> Assignment
Every line in the listing below that holds the word "SystemTime" should be returned.

> Data to use

use std::time::SystemTime;

use sketchmatch_lib::{ConnectionId, Difficulty, SessionId};
use tokio::time::Instant;

use super::scoring::{self, ArchivedRound};
use super::{GameError, GameResult};

#[derive(Debug, Copy, Clone, PartialEq, Eq)]
pub enum SessionState {
    /// Both players are matched, the drawer hasn't picked a word yet.
    Paired,
    InProgress,
    Finished,
    Abandoned,
}

impl SessionState {
    pub fn is_terminal(self) -> bool {
        matches!(self, SessionState::Finished | SessionState::Abandoned)
    }
}

/// One round between a drawer and a guesser.
#[derive(Debug, Clone)]
pub struct Session {
    pub id: SessionId,
    pub drawer_id: ConnectionId,
    pub guesser_id: ConnectionId,
    pub selected_word: Option<String>,
    pub difficulty: Option<Difficulty>,
    /// Latest canvas frame only, earlier frames are discarded.
    pub canvas: Option<Vec<u8>>,
    /// Monotonic start used for scoring.
    pub started_at: Instant,
    /// Wall-clock start reported to clients.
    pub started_time: SystemTime,
    pub state: SessionState,
}

impl Session {
    pub fn new(
        id: SessionId,
        drawer_id: ConnectionId,
        guesser_id: ConnectionId,
    ) -> GameResult<Self> {
        if drawer_id == guesser_id {
            return Err(GameError::SamePlayer(drawer_id));
        }

        Ok(Self {
            id,
            drawer_id,
            guesser_id,
            selected_word: None,
            difficulty: None,
            canvas: None,
            started_at: Instant::now(),
            started_time: SystemTime::now(),
            state: SessionState::Paired,
        })
    }

    pub fn participants(&self) -> [ConnectionId; 2] {
        [self.drawer_id, self.guesser_id]
    }

    /// The other participant, if `connection_id` is part of this session.
    pub fn peer_of(&self, connection_id: ConnectionId) -> Option<ConnectionId> {
        if connection_id == self.drawer_id {
            Some(self.guesser_id)
        } else if connection_id == self.guesser_id {
            Some(self.drawer_id)
        } else {
            None
        }
    }

    fn require_drawer(&self, actor: ConnectionId) -> GameResult<()> {
        if actor != self.drawer_id {
            return Err(GameError::UnauthorizedActor(actor));
        }
        Ok(())
    }

    fn require_guesser(&self, actor: ConnectionId) -> GameResult<()> {
        if actor != self.guesser_id {
            return Err(GameError::UnauthorizedActor(actor));
        }
        Ok(())
    }

    pub fn select_word(
        &mut self,
        actor: ConnectionId,
        word: String,
        difficulty: Option<Difficulty>,
    ) -> GameResult<()> {
        self.require_drawer(actor)?;
        if self.state != SessionState::Paired {
            return Err(GameError::WordAlreadySelected(self.id));
        }

        self.selected_word = Some(word);
        self.difficulty = difficulty;
        self.state = SessionState::InProgress;
        Ok(())
    }

    pub fn update_canvas(&mut self, actor: ConnectionId, frame: Vec<u8>) -> GameResult<()> {
        self.require_drawer(actor)?;
        self.canvas = Some(frame);
        Ok(())
    }

    /// Exact, case-sensitive comparison against the selected word.
    pub fn check_guess(&self, actor: ConnectionId, guess: &str) -> GameResult<bool> {
        self.require_guesser(actor)?;
        match &self.selected_word {
            Some(word) if self.state == SessionState::InProgress => Ok(word == guess),
            _ => Err(GameError::WordNotSelected(self.id)),
        }
    }

    /// Score the round and move to [`SessionState::Finished`].
    pub fn finish(&mut self, now: Instant) -> ArchivedRound {
        debug_assert!(!self.state.is_terminal(), "Session finalized twice");
        let duration_seconds = scoring::elapsed_seconds(self.started_at, now);
        self.state = SessionState::Finished;

        ArchivedRound {
            session_id: self.id,
            duration_seconds,
            points_awarded: scoring::points(self.difficulty, duration_seconds),
        }
    }

    pub fn abandon(&mut self) {
        debug_assert!(!self.state.is_terminal(), "Session finalized twice");
        self.state = SessionState::Abandoned;
    }
}
use std::{
    borrow::Borrow,
    fmt::{Debug, Display},
};

use serde::{Deserialize, Serialize};

pub mod net;
pub mod player;
pub mod round;

pub use player::Role;
pub use round::Difficulty;

/// Protocol version. Clients must present exactly this string during the handshake.
pub const VERSION: &str = env!("CARGO_PKG_VERSION");

// Setup Newtype pattern for IDs
macro_rules! decl_id {
    ($name:ident, $repr:ty) => {
        #[derive(Copy, Clone, PartialEq, Eq, Deserialize, Serialize, Hash)]
        pub struct $name(pub $repr);

        impl Debug for $name {
            #[inline]
            fn fmt(&self, f: &mut std::fmt::Formatter<'_>) -> std::fmt::Result {
                <Self as Display>::fmt(self, f)
            }
        }
        impl Display for $name {
            #[inline]
            fn fmt(&self, f: &mut std::fmt::Formatter<'_>) -> std::fmt::Result {
                // Always diplay IDs in hex
                write!(f, "{:#X}", self.0)
            }
        }

        impl From<$repr> for $name {
            #[inline]
            fn from(v: $repr) -> Self {
                Self(v)
            }
        }
        impl From<$name> for $repr {
            #[inline]
            fn from(v: $name) -> Self {
                v.0
            }
        }

        impl Borrow<$repr> for $name {
            #[inline]
            fn borrow(&self) -> &$repr {
                &self.0
            }
        }
        impl PartialEq<$repr> for $name {
            #[inline]
            fn eq(&self, other: &$repr) -> bool {
                self.0 == *other
            }
        }
    };
}

decl_id!(ConnectionId, u32);
decl_id!(SessionId, u64);
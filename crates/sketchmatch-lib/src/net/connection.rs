use bytes::{Buf, BytesMut};
use std::io::Cursor;
use std::mem::size_of;
use tokio::io::{AsyncRead, AsyncReadExt, AsyncWrite, AsyncWriteExt, BufWriter};
use tokio::net::tcp::{OwnedReadHalf, OwnedWriteHalf};
use tokio::net::TcpStream;

use super::{FrameError, Message};

/// Largest encoded message accepted in either direction. Canvas frames dominate this.
pub const MAX_FRAME_LEN: usize = 4 * 1024 * 1024;

type LenPrefix = u32;

pub fn from_socket(socket: TcpStream) -> (ConnectionTx, ConnectionRx) {
    let (read_stream, write_stream) = socket.into_split();
    from_split(read_stream, write_stream)
}

/// Build a framed connection over any pair of byte streams.
pub fn from_split<R, W>(read_stream: R, write_stream: W) -> (ConnectionTx<W>, ConnectionRx<R>)
where
    R: AsyncRead + Unpin,
    W: AsyncWrite + Unpin,
{
    (
        ConnectionTx {
            write_stream: BufWriter::new(write_stream),
        },
        ConnectionRx {
            read_stream,
            buffer: BytesMut::with_capacity(64),
        },
    )
}

#[derive(Debug)]
pub struct ConnectionTx<W = OwnedWriteHalf> {
    write_stream: BufWriter<W>,
}

pub struct ConnectionRx<R = OwnedReadHalf> {
    read_stream: R,
    buffer: BytesMut,
}

impl<W: AsyncWrite + Unpin> ConnectionTx<W> {
    pub async fn write_frame(&mut self, frame: Message) -> Result<(), FrameError> {
        let bytes = bincode::serialize(&frame)?;
        if bytes.len() > MAX_FRAME_LEN {
            return Err(FrameError::FrameLength);
        }
        let len = LenPrefix::try_from(bytes.len()).map_err(|_| FrameError::FrameLength)?;
        self.write_stream.write_all(&len.to_be_bytes()).await?;
        self.write_stream.write_all(&bytes).await?;
        self.write_stream.flush().await?;
        Ok(())
    }
}

impl<R: AsyncRead + Unpin> ConnectionRx<R> {
    pub async fn read_frame(&mut self) -> Result<Option<Message>, FrameError> {
        loop {
            if let Some(frame) = self.parse_frame()? {
                return Ok(Some(frame));
            }

            if self.read_stream.read_buf(&mut self.buffer).await? == 0 {
                if self.buffer.is_empty() {
                    // Remote closed Connection
                    return Ok(None);
                } else {
                    // Connection closed while still sending data
                    return Err(FrameError::ConnectionReset);
                }
            }
        }
    }

    fn parse_frame(&mut self) -> Result<Option<Message>, FrameError> {
        if self.buffer.len() < size_of::<LenPrefix>() {
            return Ok(None);
        }

        // Use a Cursor to avoid advancing the internal cursor of self.buffer
        let mut buf = Cursor::new(&self.buffer[..]);
        let message_len = buf.get_u32() as usize;
        if message_len > MAX_FRAME_LEN {
            tracing::debug!("Rejecting {message_len} byte frame");
            return Err(FrameError::FrameLength);
        }

        // Check if the buffer contains the full message yet
        if self.buffer.remaining() < message_len + size_of::<LenPrefix>() {
            return Ok(None);
        }

        // Consume the frame from the buffer and deserialize a message
        self.buffer.advance(size_of::<LenPrefix>());
        let message = bincode::deserialize::<Message>(&self.buffer[..message_len]);
        self.buffer.advance(message_len);

        Ok(Some(message?))
    }
}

> Result of this task
use std::time::SystemTime;
    pub started_time: SystemTime,
            started_time: SystemTime::now(),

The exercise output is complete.